O ministro das Relações Exteriores de Cuba, Bruno Rodríguez, expressou agradecimento neste domingo (19) aos governos do Brasil, Espanha e México pelo comunicado conjunto divulgado no sábado (18) contra uma eventual intervenção militar dos Estados Unidos na ilha, hipótese mencionada pelo presidente norte-americano Donald Trump.
Rodríguez publicou no X (antigo Twitter) que os três países, liderados por Luiz Inácio Lula da Silva, Pedro Sánchez e Claudia Sheinbaum, demonstraram “preocupação digna e solidária” com a deterioração da situação cubana, agravada pelas sanções de Washington. O chanceler ressaltou a importância de se respeitar a Carta da ONU, defendendo a autodeterminação, a soberania e a integridade territorial de Cuba.
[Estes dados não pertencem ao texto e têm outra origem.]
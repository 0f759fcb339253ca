//! Testing utilities and mock implementations of the link collaborators.
//!
//! The mocks stand in for the TMDB resolver and the HTTP size probe so the
//! full intake and registration path can run without network access.
//!
//! # Example
//!
//! ```rust,ignore
//! use ddlshelf_core::testing::{fixtures, MockResolver, MockSizeProbe};
//!
//! let resolver = MockResolver::new();
//! resolver
//!     .set_result("Movie.2020.1080p.mkv", fixtures::resolved_movie(1, "Movie", "1080p", "u"))
//!     .await;
//! ```

mod mock_resolver;
mod mock_size_probe;

pub use mock_resolver::MockResolver;
pub use mock_size_probe::MockSizeProbe;

/// Test fixtures and helper functions.
pub mod fixtures {
    use crate::media::{EpisodeTarget, MediaIdentity, ResolvedMedia, StreamVariant};

    /// A resolved movie with reasonable defaults.
    pub fn resolved_movie(external_id: u32, title: &str, quality: &str, url: &str) -> ResolvedMedia {
        ResolvedMedia {
            identity: MediaIdentity::movie(external_id),
            title: title.to_string(),
            release_year: 2001,
            rating: 7.4,
            genres: vec!["Drama".to_string(), "Science Fiction".to_string()],
            poster: Some(format!("https://image.tmdb.org/t/p/w500/{}.jpg", external_id)),
            backdrop: Some(format!("https://image.tmdb.org/t/p/w500/{}-bg.jpg", external_id)),
            logo: None,
            description: Some(format!("{} is a film.", title)),
            quality: quality.to_string(),
            url: url.to_string(),
            episode: None,
        }
    }

    /// A resolved TV episode titled "Episode {episode}".
    pub fn resolved_episode(
        external_id: u32,
        title: &str,
        season: u32,
        episode: u32,
        quality: &str,
        url: &str,
    ) -> ResolvedMedia {
        ResolvedMedia {
            identity: MediaIdentity::tv_show(external_id),
            title: title.to_string(),
            release_year: 2015,
            rating: 8.1,
            genres: vec!["Drama".to_string()],
            poster: Some(format!("https://image.tmdb.org/t/p/w500/{}.jpg", external_id)),
            backdrop: None,
            logo: None,
            description: Some(format!("{} is a show.", title)),
            quality: quality.to_string(),
            url: url.to_string(),
            episode: Some(EpisodeTarget {
                season_number: season,
                episode_number: episode,
                title: format!("Episode {}", episode),
                backdrop_url: Some(format!(
                    "https://image.tmdb.org/t/p/w500/{}-s{}e{}.jpg",
                    external_id, season, episode
                )),
            }),
        }
    }

    /// A stream variant with a derived display name and a fixed size.
    pub fn stream_variant(quality: &str, url: &str) -> StreamVariant {
        StreamVariant {
            quality: quality.to_string(),
            url: url.to_string(),
            display_name: format!("file.{}.mkv", quality),
            size: "1.50 GB".to_string(),
        }
    }
}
A declaração conjunta foi assinada em Barcelona, ao término do fórum Mobilização Progressista Global, que contou com a presença dos três presidentes. No texto, os líderes afirmam estar “enormemente preocupados” com a crise humanitária na ilha e pedem que se evitem medidas que aprofundem o sofrimento da população ou violem o Direito Internacional. Também prometeram coordenar esforços humanitários para atenuar a crise.
Em publicação separada, Rodríguez elogiou Lula por ter criticado o bloqueio norte-americano durante o evento. “Cuba tem problemas, mas é problema dos cubanos… Parem com esse maldito bloqueio e deixem os cubanos viverem”, disse o brasileiro, segundo o ministro.
Pressão de Washington
No fim de janeiro, Trump impôs tarifa a países que exportam petróleo para Cuba, argumentando que a ilha permite a instalação de bases militares adversárias aos EUA. A medida levou fornecedores, como o México, a suspender embarques. O bloqueio, somado à proibição de envios de petróleo venezuelano desde a captura de Nicolás Maduro em 3 de janeiro, intensificou os apagões diários no país caribenho. Em março, a Casa Branca autorizou remessas pontuais de petróleo russo.
Trump vem sinalizando que Cuba pode ser alvo de ação militar após as operações dos Estados Unidos na Venezuela e no Irã. Na semana passada, ele declarou a jornalistas que “Cuba será a próxima”. O jornal USA Today relatou na quarta-feira (15) que o Pentágono ampliou o planejamento para uma possível intervenção.
Até o momento, Washington não confirmou oficialmente qualquer data ou formato de operação militar contra Cuba.